Material supplied

impl StorefrontMachine {
    /// Starts a session on the product grid with a (restored) cart.
    pub fn new(catalog: Catalog, cart: Cart, timings: CheckoutTimings) -> Self {
        StorefrontMachine {
            catalog,
            cart,
            view: ViewState::Products,
            payment_method: None,
            phase: CheckoutPhase::Editing,
            timings,
            next_token: 0,
        }
    }

    // -------------------------------------------------------------------------
    // Accessors
    // -------------------------------------------------------------------------

    pub fn catalog(&self) -> &Catalog {
        &self.catalog
    }

    pub fn cart(&self) -> &Cart {
        &self.cart
    }

    pub fn view(&self) -> ViewState {
        self.view
    }

    pub fn payment_method(&self) -> Option<PaymentMethod> {
        self.payment_method
    }

    pub fn phase(&self) -> &CheckoutPhase {
        &self.phase
    }

    /// True while the confirmation screen is up.
    pub fn order_complete(&self) -> bool {
        matches!(self.phase, CheckoutPhase::Confirmed { .. })
    }

    pub fn is_processing(&self) -> bool {
        matches!(self.phase, CheckoutPhase::Processing { .. })
    }

    /// Cart total, recomputed on demand.
    pub fn total(&self) -> Money {
        self.cart.total()
    }

    /// Serializable snapshot for screens.
    pub fn snapshot(&self) -> StorefrontView {
        let order = match &self.phase {
            CheckoutPhase::Confirmed { order, .. } => Some(order.clone()),
            _ => None,
        };

        StorefrontView {
            view: self.view,
            lines: self.cart.lines().to_vec(),
            total: self.cart.total(),
            item_count: self.cart.item_count(),
            payment_method: self.payment_method,
            processing: self.is_processing(),
            order_complete: self.order_complete(),
            order,
        }
    }

    // -------------------------------------------------------------------------
    // Transitions
    // -------------------------------------------------------------------------

    /// Applies one command.
    ///
    /// On `Err` nothing changed. `Ok(vec![])` means the command was accepted
    /// but had nothing to do (checkout with an empty cart, a stale timer).
    pub fn handle(&mut self, command: Command) -> CoreResult<Vec<Effect>> {
        let action = command.name();

        match command {
            Command::AddToCart(id) => {
                self.ensure_cart_editable()?;
                let product = self.catalog.require(id)?.clone();
                let changed = self.cart.add(&product);
                Ok(self.persist_if(changed))
            }

            Command::UpdateQuantity { id, delta } => {
                self.ensure_cart_editable()?;
                let changed = self.cart.update_quantity(id, delta);
                Ok(self.persist_if(changed))
            }

            Command::RemoveFromCart(id) => {
                self.ensure_cart_editable()?;
                let changed = self.cart.remove(id);
                Ok(self.persist_if(changed))
            }

            Command::ViewCart => {
                let effects = self.leave_checkout();
                self.view = ViewState::Cart;
                Ok(effects)
            }

            Command::ContinueShopping => {
                let effects = self.leave_checkout();
                self.view = ViewState::Products;
                Ok(effects)
            }

            Command::Checkout => {
                if self.view == ViewState::Checkout || self.cart.is_empty() {
                    return Ok(Vec::new());
                }
                self.phase = CheckoutPhase::Editing;
                self.view = ViewState::Checkout;
                Ok(Vec::new())
            }

            Command::BackToCart => {
                if self.view != ViewState::Checkout {
                    return Ok(Vec::new());
                }
                let effects = self.leave_checkout();
                self.view = ViewState::Cart;
                Ok(effects)
            }

            Command::SelectPaymentMethod(method) => {
                match self.phase {
                    CheckoutPhase::Editing => {}
                    CheckoutPhase::Processing { .. } => return Err(CoreError::PaymentInProgress),
                    CheckoutPhase::Confirmed { .. } => return Err(self.invalid(action)),
                }
                self.payment_method = Some(method);
                Ok(Vec::new())
            }

            Command::SubmitPayment(details) => self.submit_payment(details, action),

            Command::TimerElapsed(token) => Ok(self.timer_elapsed(token)),
        }
    }

    /// Cancels whatever timer is armed. Called when the session shuts down.
    pub fn teardown(&mut self) -> Vec<Effect> {
        self.phase
            .armed_timer()
            .map(Effect::CancelTimer)
            .into_iter()
            .collect()
    }

    fn submit_payment(
        &mut self,
        details: CheckoutDetails,
        action: &'static str,
    ) -> CoreResult<Vec<Effect>> {
        if self.view != ViewState::Checkout {
            return Err(self.invalid(action));
        }

        match self.phase {
            CheckoutPhase::Editing => {}
            CheckoutPhase::Processing { .. } => return Err(CoreError::PaymentInProgress),
            CheckoutPhase::Confirmed { .. } => return Err(self.invalid(action)),
        }

        validate_checkout_details(&details)?;
        let method = validate_payment_selection(self.payment_method)?;

        let token = self.issue_token();
        self.phase = CheckoutPhase::Processing {
            token,
            method,
            details,
        };

        Ok(vec![Effect::StartTimer {
            token,
            kind: TimerKind::PaymentProcessing,
            after: self.timings.processing_delay,
        }])
    }

    fn timer_elapsed(&mut self, token: TimerToken) -> Vec<Effect> {
        if self.phase.armed_timer() != Some(token) {
            return Vec::new();
        }

        match std::mem::take(&mut self.phase) {
            CheckoutPhase::Processing {
                method, details, ..
            } => {
                let order = Order::place(self.cart.lines().to_vec(), method, details);
                self.cart.clear();

                let next = self.issue_token();
                self.phase = CheckoutPhase::Confirmed {
                    token: next,
                    order: order.clone(),
                };

                vec![
                    self.persist(),
                    Effect::OrderPlaced(order),
                    Effect::StartTimer {
                        token: next,
                        kind: TimerKind::ConfirmationDisplay,
                        after: self.timings.confirmation_delay,
                    },
                ]
            }
            CheckoutPhase::Confirmed { .. } => {
                self.payment_method = None;
                self.view = ViewState::Products;
                Vec::new()
            }
            CheckoutPhase::Editing => Vec::new(),
        }
    }

    /// Leaves the checkout view's sub-state behind.
    ///
    /// - processing: the pending payment is cancelled, the cart is kept
    /// - confirmed: the pending reset is applied now
    fn leave_checkout(&mut self) -> Vec<Effect> {
        match std::mem::take(&mut self.phase) {
            CheckoutPhase::Editing => Vec::new(),
            CheckoutPhase::Processing { token, .. } => vec![Effect::CancelTimer(token)],
            CheckoutPhase::Confirmed { token, .. } => {
                self.payment_method = None;
                vec![Effect::CancelTimer(token)]
            }
        }
    }

    fn ensure_cart_editable(&self) -> CoreResult<()> {
        if self.view == ViewState::Checkout {
            return Err(CoreError::CartLocked { view: self.view });
        }
        Ok(())
    }

    fn persist(&self) -> Effect {
        Effect::PersistCart(self.cart.clone())
    }

    fn persist_if(&self, changed: bool) -> Vec<Effect> {
        if changed {
            vec![self.persist()]
        } else {
            Vec::new()
        }
    }

    fn issue_token(&mut self) -> TimerToken {
        self.next_token += 1;
        TimerToken(self.next_token)
    }

    fn invalid(&self, action: &'static str) -> CoreError {
        CoreError::InvalidTransition {
            action,
            view: self.view,
        }
    }
}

What is expected
Print, please, the lines from the first line of the material through the line that contains "pub fn order_complete(&self)", exactly as written and with nothing added.

Answer to the problem
impl StorefrontMachine {
    /// Starts a session on the product grid with a (restored) cart.
    pub fn new(catalog: Catalog, cart: Cart, timings: CheckoutTimings) -> Self {
        StorefrontMachine {
            catalog,
            cart,
            view: ViewState::Products,
            payment_method: None,
            phase: CheckoutPhase::Editing,
            timings,
            next_token: 0,
        }
    }

    // -------------------------------------------------------------------------
    // Accessors
    // -------------------------------------------------------------------------

    pub fn catalog(&self) -> &Catalog {
        &self.catalog
    }

    pub fn cart(&self) -> &Cart {
        &self.cart
    }

    pub fn view(&self) -> ViewState {
        self.view
    }

    pub fn payment_method(&self) -> Option<PaymentMethod> {
        self.payment_method
    }

    pub fn phase(&self) -> &CheckoutPhase {
        &self.phase
    }

    /// True while the confirmation screen is up.
    pub fn order_complete(&self) -> bool {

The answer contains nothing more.